What is needed
Would you find each line in the entries below with the string "numeric" and copy it?

[Records from a dataset]
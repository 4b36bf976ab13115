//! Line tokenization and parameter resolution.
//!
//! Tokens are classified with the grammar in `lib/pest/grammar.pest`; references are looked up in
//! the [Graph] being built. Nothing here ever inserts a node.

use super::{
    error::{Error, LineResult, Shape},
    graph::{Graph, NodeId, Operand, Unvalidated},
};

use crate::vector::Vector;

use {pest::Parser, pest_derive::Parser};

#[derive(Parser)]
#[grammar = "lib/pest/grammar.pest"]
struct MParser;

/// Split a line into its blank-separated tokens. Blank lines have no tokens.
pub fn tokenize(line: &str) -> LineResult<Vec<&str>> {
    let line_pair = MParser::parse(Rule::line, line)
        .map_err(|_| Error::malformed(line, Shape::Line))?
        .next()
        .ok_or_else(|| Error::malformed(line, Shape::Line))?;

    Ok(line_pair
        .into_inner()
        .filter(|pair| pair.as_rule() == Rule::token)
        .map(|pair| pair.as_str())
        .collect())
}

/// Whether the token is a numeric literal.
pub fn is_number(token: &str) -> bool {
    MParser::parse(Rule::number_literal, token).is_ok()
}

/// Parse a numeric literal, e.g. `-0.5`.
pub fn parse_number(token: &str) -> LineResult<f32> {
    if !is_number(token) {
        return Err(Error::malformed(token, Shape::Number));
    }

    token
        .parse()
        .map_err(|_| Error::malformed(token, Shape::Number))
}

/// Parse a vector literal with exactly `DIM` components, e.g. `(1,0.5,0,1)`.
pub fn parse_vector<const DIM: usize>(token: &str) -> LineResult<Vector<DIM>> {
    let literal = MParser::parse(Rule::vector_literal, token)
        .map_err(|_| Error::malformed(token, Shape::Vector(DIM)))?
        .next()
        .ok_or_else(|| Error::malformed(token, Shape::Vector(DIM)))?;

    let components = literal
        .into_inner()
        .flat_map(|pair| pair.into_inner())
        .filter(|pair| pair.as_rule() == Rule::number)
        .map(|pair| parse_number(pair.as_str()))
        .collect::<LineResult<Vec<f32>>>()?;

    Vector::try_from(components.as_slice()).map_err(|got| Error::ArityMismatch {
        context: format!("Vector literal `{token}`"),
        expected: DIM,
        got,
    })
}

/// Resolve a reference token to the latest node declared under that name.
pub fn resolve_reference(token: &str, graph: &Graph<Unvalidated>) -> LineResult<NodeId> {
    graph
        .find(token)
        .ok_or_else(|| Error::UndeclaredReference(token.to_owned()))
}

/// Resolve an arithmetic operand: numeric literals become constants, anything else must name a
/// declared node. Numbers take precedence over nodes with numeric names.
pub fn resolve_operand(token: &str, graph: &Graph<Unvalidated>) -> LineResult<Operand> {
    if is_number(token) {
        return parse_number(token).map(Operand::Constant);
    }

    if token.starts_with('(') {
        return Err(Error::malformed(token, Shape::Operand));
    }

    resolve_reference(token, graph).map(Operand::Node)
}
...
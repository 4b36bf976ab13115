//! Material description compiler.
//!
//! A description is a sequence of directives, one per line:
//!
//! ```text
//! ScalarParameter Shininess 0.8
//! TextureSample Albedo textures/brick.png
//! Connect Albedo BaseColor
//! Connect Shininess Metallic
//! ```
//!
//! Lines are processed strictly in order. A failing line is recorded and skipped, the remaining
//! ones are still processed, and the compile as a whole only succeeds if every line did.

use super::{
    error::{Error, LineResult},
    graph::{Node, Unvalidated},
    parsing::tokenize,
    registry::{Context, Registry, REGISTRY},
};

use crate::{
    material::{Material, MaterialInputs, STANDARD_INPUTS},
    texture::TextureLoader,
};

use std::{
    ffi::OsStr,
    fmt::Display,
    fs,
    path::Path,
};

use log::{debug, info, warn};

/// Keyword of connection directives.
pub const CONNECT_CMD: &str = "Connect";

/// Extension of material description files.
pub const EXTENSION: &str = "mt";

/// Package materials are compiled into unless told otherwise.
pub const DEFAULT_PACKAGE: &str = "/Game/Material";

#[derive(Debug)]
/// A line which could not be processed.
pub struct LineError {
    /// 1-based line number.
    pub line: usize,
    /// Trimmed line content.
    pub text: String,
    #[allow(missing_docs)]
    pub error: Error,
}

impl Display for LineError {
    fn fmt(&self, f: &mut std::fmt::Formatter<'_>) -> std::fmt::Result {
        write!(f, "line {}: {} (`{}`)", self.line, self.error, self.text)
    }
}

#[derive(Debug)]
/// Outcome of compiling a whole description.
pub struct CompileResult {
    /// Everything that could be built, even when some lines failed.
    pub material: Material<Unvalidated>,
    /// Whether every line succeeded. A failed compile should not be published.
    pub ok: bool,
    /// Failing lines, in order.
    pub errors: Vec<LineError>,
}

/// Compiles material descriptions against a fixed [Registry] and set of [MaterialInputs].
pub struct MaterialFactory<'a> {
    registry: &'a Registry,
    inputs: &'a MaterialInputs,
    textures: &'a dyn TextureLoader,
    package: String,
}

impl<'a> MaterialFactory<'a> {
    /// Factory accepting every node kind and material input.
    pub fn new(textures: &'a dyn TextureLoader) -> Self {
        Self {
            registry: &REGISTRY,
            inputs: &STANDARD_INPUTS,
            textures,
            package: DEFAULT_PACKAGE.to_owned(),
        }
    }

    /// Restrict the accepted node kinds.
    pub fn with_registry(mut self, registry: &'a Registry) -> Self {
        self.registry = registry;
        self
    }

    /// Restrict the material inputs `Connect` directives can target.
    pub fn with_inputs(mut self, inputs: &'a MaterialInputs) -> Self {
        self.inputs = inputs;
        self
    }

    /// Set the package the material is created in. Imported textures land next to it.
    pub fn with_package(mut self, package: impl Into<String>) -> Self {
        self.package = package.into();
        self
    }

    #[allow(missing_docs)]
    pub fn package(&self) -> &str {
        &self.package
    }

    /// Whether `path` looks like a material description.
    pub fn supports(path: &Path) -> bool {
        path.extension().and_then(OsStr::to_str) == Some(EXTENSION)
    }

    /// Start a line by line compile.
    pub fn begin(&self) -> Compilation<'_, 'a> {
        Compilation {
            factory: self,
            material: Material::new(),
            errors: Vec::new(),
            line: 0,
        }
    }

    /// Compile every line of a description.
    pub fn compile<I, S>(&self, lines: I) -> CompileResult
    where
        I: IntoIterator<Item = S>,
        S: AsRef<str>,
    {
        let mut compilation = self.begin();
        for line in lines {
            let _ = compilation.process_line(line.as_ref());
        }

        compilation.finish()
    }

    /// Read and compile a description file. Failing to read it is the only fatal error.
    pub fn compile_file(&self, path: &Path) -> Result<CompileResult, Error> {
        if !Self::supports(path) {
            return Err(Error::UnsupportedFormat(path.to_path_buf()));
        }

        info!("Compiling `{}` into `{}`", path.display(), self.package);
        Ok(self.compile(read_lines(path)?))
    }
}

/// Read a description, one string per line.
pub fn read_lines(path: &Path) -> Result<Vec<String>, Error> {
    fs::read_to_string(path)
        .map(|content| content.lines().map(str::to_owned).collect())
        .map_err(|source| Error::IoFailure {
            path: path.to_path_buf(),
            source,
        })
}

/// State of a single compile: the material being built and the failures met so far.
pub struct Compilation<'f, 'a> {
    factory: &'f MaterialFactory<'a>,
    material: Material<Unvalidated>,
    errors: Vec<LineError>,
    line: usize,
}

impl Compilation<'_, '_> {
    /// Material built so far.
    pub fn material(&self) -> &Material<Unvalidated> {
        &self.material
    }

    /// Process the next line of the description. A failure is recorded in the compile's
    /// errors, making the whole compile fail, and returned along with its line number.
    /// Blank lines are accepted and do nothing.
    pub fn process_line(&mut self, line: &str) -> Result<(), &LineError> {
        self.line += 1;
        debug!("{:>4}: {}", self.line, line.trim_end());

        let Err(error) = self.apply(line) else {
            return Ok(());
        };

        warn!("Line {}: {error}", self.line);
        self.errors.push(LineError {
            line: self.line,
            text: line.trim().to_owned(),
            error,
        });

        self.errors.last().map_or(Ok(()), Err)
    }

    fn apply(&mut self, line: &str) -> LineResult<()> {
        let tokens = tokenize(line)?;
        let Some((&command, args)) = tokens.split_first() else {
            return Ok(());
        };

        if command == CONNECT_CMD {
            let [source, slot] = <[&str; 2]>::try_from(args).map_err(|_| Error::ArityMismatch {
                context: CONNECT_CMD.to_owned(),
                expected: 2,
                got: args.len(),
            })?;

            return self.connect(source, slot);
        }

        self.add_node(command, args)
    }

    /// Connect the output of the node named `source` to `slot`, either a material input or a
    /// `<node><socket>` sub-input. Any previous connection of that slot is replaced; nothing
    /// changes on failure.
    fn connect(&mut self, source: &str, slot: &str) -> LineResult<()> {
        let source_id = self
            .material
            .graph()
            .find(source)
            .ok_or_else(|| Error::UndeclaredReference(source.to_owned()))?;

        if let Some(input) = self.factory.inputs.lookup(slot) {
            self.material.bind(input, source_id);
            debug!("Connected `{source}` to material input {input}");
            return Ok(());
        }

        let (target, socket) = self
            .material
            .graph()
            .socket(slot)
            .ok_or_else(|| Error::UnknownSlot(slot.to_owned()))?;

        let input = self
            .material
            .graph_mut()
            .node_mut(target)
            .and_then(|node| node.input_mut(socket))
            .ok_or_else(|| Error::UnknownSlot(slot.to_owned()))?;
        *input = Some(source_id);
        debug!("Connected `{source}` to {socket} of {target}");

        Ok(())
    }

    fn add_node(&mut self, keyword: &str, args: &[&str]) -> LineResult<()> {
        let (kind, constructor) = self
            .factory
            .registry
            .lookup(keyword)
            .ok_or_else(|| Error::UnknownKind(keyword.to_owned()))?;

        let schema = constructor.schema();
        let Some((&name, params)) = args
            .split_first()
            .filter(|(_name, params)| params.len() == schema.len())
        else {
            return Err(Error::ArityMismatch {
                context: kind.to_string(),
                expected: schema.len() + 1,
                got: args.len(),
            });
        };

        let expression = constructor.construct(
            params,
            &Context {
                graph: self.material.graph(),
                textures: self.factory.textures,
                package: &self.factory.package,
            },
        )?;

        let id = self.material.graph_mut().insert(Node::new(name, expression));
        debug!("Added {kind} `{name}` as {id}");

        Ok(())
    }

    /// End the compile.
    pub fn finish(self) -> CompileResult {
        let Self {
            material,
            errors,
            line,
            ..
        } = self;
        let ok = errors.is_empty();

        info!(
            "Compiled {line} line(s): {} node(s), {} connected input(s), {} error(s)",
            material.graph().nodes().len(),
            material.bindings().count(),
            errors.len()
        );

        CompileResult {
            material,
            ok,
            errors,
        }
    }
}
--
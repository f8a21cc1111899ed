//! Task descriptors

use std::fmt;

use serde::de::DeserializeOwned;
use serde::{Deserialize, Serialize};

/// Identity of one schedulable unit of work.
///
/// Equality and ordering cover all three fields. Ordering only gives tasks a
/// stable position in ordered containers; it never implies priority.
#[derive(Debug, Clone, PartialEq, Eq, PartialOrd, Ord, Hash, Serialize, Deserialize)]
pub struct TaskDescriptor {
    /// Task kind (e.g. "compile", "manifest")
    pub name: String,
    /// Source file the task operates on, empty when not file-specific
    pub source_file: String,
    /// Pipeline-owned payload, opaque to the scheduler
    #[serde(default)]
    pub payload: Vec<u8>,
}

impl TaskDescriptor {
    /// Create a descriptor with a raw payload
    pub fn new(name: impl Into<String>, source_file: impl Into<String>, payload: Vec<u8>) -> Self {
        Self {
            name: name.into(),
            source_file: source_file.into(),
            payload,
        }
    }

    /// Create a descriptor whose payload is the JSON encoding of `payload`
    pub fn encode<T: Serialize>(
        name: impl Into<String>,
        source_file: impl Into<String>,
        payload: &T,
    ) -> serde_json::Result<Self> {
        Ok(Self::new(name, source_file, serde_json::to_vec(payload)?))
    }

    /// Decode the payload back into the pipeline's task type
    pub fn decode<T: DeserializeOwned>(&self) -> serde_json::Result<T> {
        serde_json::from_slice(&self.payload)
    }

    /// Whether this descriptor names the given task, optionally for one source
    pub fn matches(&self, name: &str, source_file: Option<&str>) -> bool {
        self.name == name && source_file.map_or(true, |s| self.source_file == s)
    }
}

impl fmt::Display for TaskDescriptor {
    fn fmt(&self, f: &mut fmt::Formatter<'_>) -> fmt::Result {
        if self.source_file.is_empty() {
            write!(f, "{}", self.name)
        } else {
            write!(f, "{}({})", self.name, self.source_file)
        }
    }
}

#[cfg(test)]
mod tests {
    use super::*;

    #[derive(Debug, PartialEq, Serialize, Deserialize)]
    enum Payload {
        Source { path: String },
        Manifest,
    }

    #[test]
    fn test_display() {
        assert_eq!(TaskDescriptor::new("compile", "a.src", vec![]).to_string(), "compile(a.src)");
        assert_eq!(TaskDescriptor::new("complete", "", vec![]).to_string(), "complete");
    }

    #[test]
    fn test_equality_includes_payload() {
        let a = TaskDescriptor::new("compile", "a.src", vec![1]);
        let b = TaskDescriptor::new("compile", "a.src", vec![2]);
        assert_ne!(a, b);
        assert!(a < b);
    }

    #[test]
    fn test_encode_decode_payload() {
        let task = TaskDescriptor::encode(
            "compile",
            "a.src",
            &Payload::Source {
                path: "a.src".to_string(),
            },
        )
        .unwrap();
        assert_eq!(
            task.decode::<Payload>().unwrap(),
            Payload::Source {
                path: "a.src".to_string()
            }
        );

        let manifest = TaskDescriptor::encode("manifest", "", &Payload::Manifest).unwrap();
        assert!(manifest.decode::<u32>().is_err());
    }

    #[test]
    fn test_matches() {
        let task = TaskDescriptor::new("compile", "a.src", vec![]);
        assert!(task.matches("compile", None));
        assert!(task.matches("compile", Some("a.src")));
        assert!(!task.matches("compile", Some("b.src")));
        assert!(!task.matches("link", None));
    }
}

Solution for this task
/// Whether the token is a numeric literal.
/// Parse a numeric literal, e.g. `-0.5`.
/// Resolve an arithmetic operand: numeric literals become constants, anything else must name a
/// declared node. Numbers take precedence over nodes with numeric names.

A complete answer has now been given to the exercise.